• Work request: Search the records for the word "denied" and copy each line in which it appears.

• Raw data:
────────────────────

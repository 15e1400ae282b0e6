//! Request handling.
//!
//! A transport-independent rendition of the ACL read endpoints: a request
//! path such as `/content/page.eacl.json` is parsed into a resource path and
//! a policy scope, resolved against a provider, and answered with a status
//! and a JSON body.

mod handler;
mod request;

pub use handler::{AclResponse, EaclService, ResponseStatus};
pub use request::AclRequest;
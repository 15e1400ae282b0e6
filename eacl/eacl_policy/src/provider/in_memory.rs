//! In-memory policy provider.
//!
//! Serves policies from a map of resource path to recorded policies. A
//! resource exists exactly when it has a record.

use dashmap::DashMap;
use eacl_core::error::ProviderError;
use std::sync::Arc;

use super::{normalize_path, PolicyDocument, PolicyProvider, ResourcePolicies};
use crate::model::Policy;

/// An in-memory policy provider.
#[derive(Clone, Default)]
pub struct InMemoryPolicyProvider {
    /// The recorded policies, indexed by normalized resource path.
    resources: Arc<DashMap<String, ResourcePolicies>>,
}

impl InMemoryPolicyProvider {
    /// Create an empty provider.
    pub fn new() -> Self {
        Self::default()
    }

    /// Create a provider serving the resources of `document`.
    pub fn from_document(document: PolicyDocument) -> Self {
        let provider = Self::new();
        for (path, policies) in document.resources {
            provider.insert(&path, policies);
        }
        provider
    }

    /// Record the policies of a resource, replacing any previous record.
    pub fn insert(&self, path: &str, policies: ResourcePolicies) {
        self.resources.insert(normalize_path(path), policies);
    }

    /// Record a resource whose declared and effective policies are the same.
    pub fn insert_policies(&self, path: &str, policies: Vec<Policy>) {
        self.insert(path, ResourcePolicies::declared(policies));
    }

    /// Remove a resource.
    pub fn remove(&self, path: &str) -> Option<ResourcePolicies> {
        self.resources
            .remove(&normalize_path(path))
            .map(|(_, policies)| policies)
    }

    /// Number of recorded resources.
    pub fn len(&self) -> usize {
        self.resources.len()
    }

    /// Check if no resource is recorded.
    pub fn is_empty(&self) -> bool {
        self.resources.is_empty()
    }

    fn lookup<F>(&self, path: &str, select: F) -> Result<Vec<Policy>, ProviderError>
    where
        F: Fn(&ResourcePolicies) -> &[Policy],
    {
        // A missing resource has no policies; existence is checked separately.
        Ok(self
            .resources
            .get(&normalize_path(path))
            .map(|record| select(record.value()).to_vec())
            .unwrap_or_default())
    }
}

impl PolicyProvider for InMemoryPolicyProvider {
    fn resource_exists(&self, path: &str) -> Result<bool, ProviderError> {
        Ok(self.resources.contains_key(&normalize_path(path)))
    }

    fn effective_policies(&self, path: &str) -> Result<Vec<Policy>, ProviderError> {
        self.lookup(path, |record| record.effective())
    }

    fn declared_policies(&self, path: &str) -> Result<Vec<Policy>, ProviderError> {
        self.lookup(path, |record| record.declared.as_slice())
    }
}
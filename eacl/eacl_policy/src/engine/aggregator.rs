//! Permission aggregation.
//!
//! Resolves an ordered sequence of access control entries into per-principal
//! granted and denied primitive privileges using first-match precedence.

use eacl_core::{Principal, Privilege};
use std::collections::BTreeMap;
use tracing::debug;

use crate::model::{AccessControlEntry, Decision, EffectivePermissionSet};
use crate::privilege::{PrivilegeExpander, PrivilegeHierarchy};

/// A permission aggregator.
///
/// For every principal it keeps one decision slot per primitive privilege.
/// Entries are applied in precedence order; a slot is set by the first entry
/// that touches it and never changed afterwards.
pub struct PermissionAggregator<'h> {
    /// The privilege aggregation table.
    hierarchy: &'h PrivilegeHierarchy,
}

impl<'h> PermissionAggregator<'h> {
    /// Create a new permission aggregator.
    ///
    /// # Arguments
    ///
    /// * `hierarchy` - The table used to expand aggregate privileges.
    pub fn new(hierarchy: &'h PrivilegeHierarchy) -> Self {
        Self { hierarchy }
    }

    /// Resolve `entries` into an effective permission set.
    ///
    /// Entries are ordered by precedence before resolution. The sort is
    /// stable, so entries sharing a precedence keep their input order.
    ///
    /// # Arguments
    ///
    /// * `entries` - The flattened entries of the effective policies.
    ///
    /// # Returns
    ///
    /// The granted and denied primitive privileges of every principal that
    /// has at least one decided privilege.
    pub fn aggregate(&self, entries: &[AccessControlEntry]) -> EffectivePermissionSet {
        let mut ordered: Vec<&AccessControlEntry> = entries.iter().collect();
        ordered.sort_by_key(|entry| entry.precedence);

        let mut expander = PrivilegeExpander::new(self.hierarchy);
        let mut decisions: BTreeMap<Principal, BTreeMap<Privilege, Decision>> = BTreeMap::new();

        for entry in ordered {
            let primitives = expander.expand(&entry.privilege);
            let decision = entry.decision();
            let slots = decisions.entry(entry.principal.clone()).or_default();

            for primitive in primitives.iter() {
                slots.entry(primitive.clone()).or_insert(decision);
            }
        }

        debug!(
            "Resolved {} entries for {} principals ({} privileges expanded)",
            entries.len(),
            decisions.len(),
            expander.cached()
        );

        EffectivePermissionSet::from_decisions(decisions)
    }
}
//! Privilege aggregation.
//!
//! Aggregate privileges denote sets of other privileges. The hierarchy is
//! an explicit adjacency table, validated to be acyclic when built, and the
//! expander memoizes closures for the duration of one resolution.

mod expander;
mod hierarchy;
pub mod names;

pub use expander::PrivilegeExpander;
pub use hierarchy::PrivilegeHierarchy;
//! The `privileges` command
//!
//! Prints the primitive privileges each privilege expands to under the
//! configured table.

use std::collections::BTreeMap;

use anyhow::{Context, Result};
use clap::Args;
use eacl_core::Privilege;
use eacl_policy::PrivilegeExpander;

use crate::config::CliConfig;

/// Arguments for the privileges command
#[derive(Args)]
pub struct PrivilegesArgs {
    /// Privileges to expand; all aggregates when omitted
    pub names: Vec<String>,
}

/// Implementation of the privileges command
pub fn execute_privileges(args: &PrivilegesArgs, config: &CliConfig) -> Result<i32> {
    let hierarchy = config.hierarchy()?;

    let names: Vec<Privilege> = if args.names.is_empty() {
        hierarchy.aggregates().map(|(name, _)| name.clone()).collect()
    } else {
        args.names.iter().map(Privilege::from).collect()
    };

    let mut expander = PrivilegeExpander::new(&hierarchy);
    let expansions: BTreeMap<&str, Vec<String>> = names
        .iter()
        .map(|name| {
            let primitives = expander.expand(name);
            (
                name.as_str(),
                primitives.iter().map(ToString::to_string).collect(),
            )
        })
        .collect();

    let output = serde_json::to_string_pretty(&expansions)
        .context("Failed to serialize privilege expansions")?;
    println!("{}", output);

    Ok(0)
}
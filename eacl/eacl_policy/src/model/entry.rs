//! Flattened access control entries.

use eacl_core::{Principal, Privilege};
use std::fmt;

/// The outcome an entry assigns to a (principal, privilege) pair.
#[derive(Debug, Clone, Copy, PartialEq, Eq, Hash)]
pub enum Decision {
    /// The privilege is granted.
    Allow,

    /// The privilege is denied.
    Deny,
}

impl Decision {
    /// Build a decision from an allow flag.
    pub fn from_allow(is_allow: bool) -> Self {
        if is_allow {
            Self::Allow
        } else {
            Self::Deny
        }
    }
}

impl fmt::Display for Decision {
    fn fmt(&self, f: &mut fmt::Formatter<'_>) -> fmt::Result {
        match self {
            Self::Allow => write!(f, "allow"),
            Self::Deny => write!(f, "deny"),
        }
    }
}

/// A single (principal, privilege, allow/deny) rule.
///
/// `precedence` is the entry's position in the provider's effective order.
/// Lower values take precedence over higher ones.
#[derive(Debug, Clone, PartialEq, Eq)]
pub struct AccessControlEntry {
    /// The principal the entry applies to.
    pub principal: Principal,

    /// The privilege named by the entry. May be an aggregate.
    pub privilege: Privilege,

    /// Whether the entry grants (`true`) or denies (`false`) the privilege.
    pub is_allow: bool,

    /// Position in the effective order.
    pub precedence: usize,
}

impl AccessControlEntry {
    /// Create a new access control entry.
    pub fn new(
        principal: impl Into<Principal>,
        privilege: impl Into<Privilege>,
        is_allow: bool,
        precedence: usize,
    ) -> Self {
        Self {
            principal: principal.into(),
            privilege: privilege.into(),
            is_allow,
            precedence,
        }
    }

    /// Create an entry granting `privilege` to `principal`.
    pub fn grant(
        principal: impl Into<Principal>,
        privilege: impl Into<Privilege>,
        precedence: usize,
    ) -> Self {
        Self::new(principal, privilege, true, precedence)
    }

    /// Create an entry denying `privilege` to `principal`.
    pub fn deny(
        principal: impl Into<Principal>,
        privilege: impl Into<Privilege>,
        precedence: usize,
    ) -> Self {
        Self::new(principal, privilege, false, precedence)
    }

    /// The decision this entry assigns.
    pub fn decision(&self) -> Decision {
        Decision::from_allow(self.is_allow)
    }
}

impl fmt::Display for AccessControlEntry {
    fn fmt(&self, f: &mut fmt::Formatter<'_>) -> fmt::Result {
        write!(
            f,
            "#{} {} {} {}",
            self.precedence,
            self.decision(),
            self.privilege,
            self.principal
        )
    }
}
//! Resolution engine.
//!
//! The extractor flattens effective policies into an ordered entry
//! sequence; the aggregator resolves that sequence into an
//! [`EffectivePermissionSet`].

mod aggregator;
mod extractor;

pub use aggregator::PermissionAggregator;
pub use extractor::PolicyExtractor;

use crate::model::{EffectivePermissionSet, Policy};
use crate::privilege::PrivilegeHierarchy;

/// Resolve the effective permissions denoted by `policies`.
///
/// Runs the extractor and the aggregator back to back.
pub fn resolve_effective_permissions(
    policies: &[Policy],
    hierarchy: &PrivilegeHierarchy,
) -> EffectivePermissionSet {
    let entries = PolicyExtractor::new().extract(policies);
    PermissionAggregator::new(hierarchy).aggregate(&entries)
}
//! Policy models.
//!
//! This module defines policies as delivered by a provider, the flattened
//! access control entries the resolver works on, and the resolved output.

pub mod entry;
pub mod permission;
pub mod policy;

pub use entry::{AccessControlEntry, Decision};
pub use permission::{EffectivePermissionSet, PrincipalPermissions};
pub use policy::{Policy, PolicyEntry};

────────────────────

• Result of this task:
//! granted and denied primitive privileges using first-match precedence.
    /// The granted and denied primitive privileges of every principal that
    /// The privilege is denied.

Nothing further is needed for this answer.